Just been for a run.

Nothing unusual in that, except that ten minutes before I got out I was sat on the sofa considering the myriad reasons why I couldn’t go running tonight.

My prison. If anyone wants to make a “Go running” cushion to replace the “Chill out” one I’d be very grateful!

I’m not sure what changed but I suddenly started finding solutions to all my excuses, and before I knew it I was out the door and moving!

So, below I’ve listed some of the reasons I was stuck on the sofa and how it turned out not to be an issue. Mainly as a reference for me in case I ever get sofa-fast again, but maybe there’s something in here that could get you out there one day…

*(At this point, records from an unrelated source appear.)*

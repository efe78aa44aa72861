//! Change metrics walkthrough with a synthetic metric source.
//!
//! Run with: cargo run --example change_metrics
//! Set RUST_LOG=chainmetrics=debug to see chunk requests.

use chainmetrics::change::{moving_average, moving_average_change, n_period_change_raw};
use chainmetrics::chart::DualAxisChart;
use chainmetrics::core::{MetricFrame, TimeSeries};
use chainmetrics::fetch::{DateChunk, MetricFetcher, MetricQuery};
use chainmetrics::Result;
use chrono::{Duration, TimeZone, Utc};
use tracing_subscriber::EnvFilter;

/// Daily values following a noisy cycle, standing in for a metrics API.
fn synthetic_source(_query: &MetricQuery, chunk: &DateChunk) -> Result<TimeSeries> {
    let origin = Utc.with_ymd_and_hms(2023, 1, 1, 0, 0, 0).unwrap();
    let start = Utc.from_utc_datetime(&chunk.start.and_hms_opt(0, 0, 0).unwrap());

    let timestamps: Vec<_> = (0..chunk.days()).map(|d| start + Duration::days(d)).collect();
    let values: Vec<f64> = timestamps
        .iter()
        .map(|t| {
            let day = (*t - origin).num_days() as f64;
            20_000.0 + 5_000.0 * (day / 45.0).sin() + 300.0 * (day * 1.7).cos()
        })
        .collect();

    TimeSeries::from_f64(timestamps, &values)
}

fn fmt(v: Option<f64>) -> String {
    v.map_or_else(|| "NaN".to_string(), |v| format!("{:.4}", v))
}

fn main() -> Result<()> {
    tracing_subscriber::fmt()
        .with_env_filter(EnvFilter::from_default_env())
        .init();

    println!("=== Change Metrics Example ===\n");

    // 1. Raw buffer change
    println!("--- N-period change on a raw buffer ---");
    let raw = [100.0, 110.0, 99.0, 108.0, 115.0];
    let changes = n_period_change_raw(&raw, 1)?;
    for (v, c) in raw.iter().zip(changes.iter()) {
        println!("{:>8.1} {:>10.4}", v, c);
    }

    // 2. Chunked fetch
    println!("\n--- Chunked fetch ---");
    let fetcher = MetricFetcher::new(synthetic_source);
    let query = MetricQuery::new("price_usd", "bitcoin", "1d");
    let price = fetcher.fetch_between(&query, "2023-01-01", "2023-12-31")?;
    println!(
        "{}: {} observations, frequency {:?}",
        price.name().unwrap_or("?"),
        price.len(),
        price.frequency()
    );

    // 3. Derived metrics
    println!("\n--- Derived metrics (last 5 days) ---");
    let change_7d = price.pct_change(7)?;
    let ma_30d = moving_average(&price, Duration::days(30), 1)?;
    let ma_30d_change = moving_average_change(&price, Duration::days(30), Duration::days(7))?;

    println!(
        "{:>12} {:>12} {:>10} {:>12} {:>12}",
        "Date", "Price", "7d chg", "MA(30d)", "MA chg 7d"
    );
    println!("{:-<62}", "");
    for i in price.len().saturating_sub(5)..price.len() {
        println!(
            "{:>12} {:>12} {:>10} {:>12} {:>12}",
            price.timestamps()[i].date_naive(),
            fmt(price.values()[i]),
            fmt(change_7d.values()[i]),
            fmt(ma_30d.values()[i]),
            fmt(ma_30d_change.values()[i]),
        );
    }

    // 4. Chart description
    let frame = MetricFrame::new()
        .with("price_usd", price.clone())
        .with("ma_30d", ma_30d)
        .with("ma_30d_change_7d", ma_30d_change);
    let events = vec![price.timestamps()[90], price.timestamps()[200]];

    let chart = DualAxisChart::new(["price_usd", "ma_30d"])
        .right("ma_30d_change_7d")
        .markers(events)
        .build(&frame)?;

    println!("\n--- Chart ---");
    println!(
        "{} left lines, right line: {}, {} markers spanning [{:.1}, {:.1}]",
        chart.left.len(),
        chart.right.as_ref().map_or("none", |l| l.metric.as_str()),
        chart.markers.len(),
        chart.markers[0].y_min,
        chart.markers[0].y_max,
    );

    Ok(())
}
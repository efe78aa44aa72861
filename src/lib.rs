//! # chainmetrics
//!
//! Analytics support kit for cryptoasset metric time series.
//!
//! Provides N-period percentage change, time-aware moving averages and the
//! change of a moving average, all sharing one policy for missing values and
//! zero baselines. Around that core sit chunked fetching through a pluggable
//! [`fetch::MetricSource`] and dual-axis chart descriptions.

pub mod change;
pub mod chart;
pub mod config;
pub mod core;
pub mod error;
pub mod fetch;

pub use error::{MetricsError, Result};

pub mod prelude {
    pub use crate::change::{
        moving_average, moving_average_change, n_period_change, n_period_change_raw,
    };
    pub use crate::config::{ChangeConfig, FetchConfig};
    pub use crate::core::{MetricFrame, TimeSeries, TimeSeriesBuilder};
    pub use crate::error::{MetricsError, Result};
    pub use crate::fetch::{MetricFetcher, MetricQuery, MetricSource};
}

  • It’s raining – I have a very good waterproof jacket courtesy of Berghaus
  • It’s cold – It won’t be once you start running, in fact you’ll have to take of the warm hat and gloves you could put on to start with
  • My IT band hurts – Going to stay home and get a massage then? No? Then you might as well push through and see if a bit of exercise loosens it up.
  • I haven’t eaten enough today – Fuel is important, but in reality running 4 miles on empty shouldn’t be that tricky. Get out now, eat as soon as you’re back, plus you know if you’ve been running you naturally choose healthier options so it’s a win-win.
  • I haven’t drunk enough today – See above. It’s 4 miles, neck a pint and get out there.
  • I haven’t planned a route – Brilliant, no pressure then, just run where you want to.
  • I’m not sure the Garmin is charged – So don’t record your run, just do it for fun, like you used to
  • It’s dangerous in the dark with my ankle… – I own a very powerful head torch, use it and the pavement becomes a safer place.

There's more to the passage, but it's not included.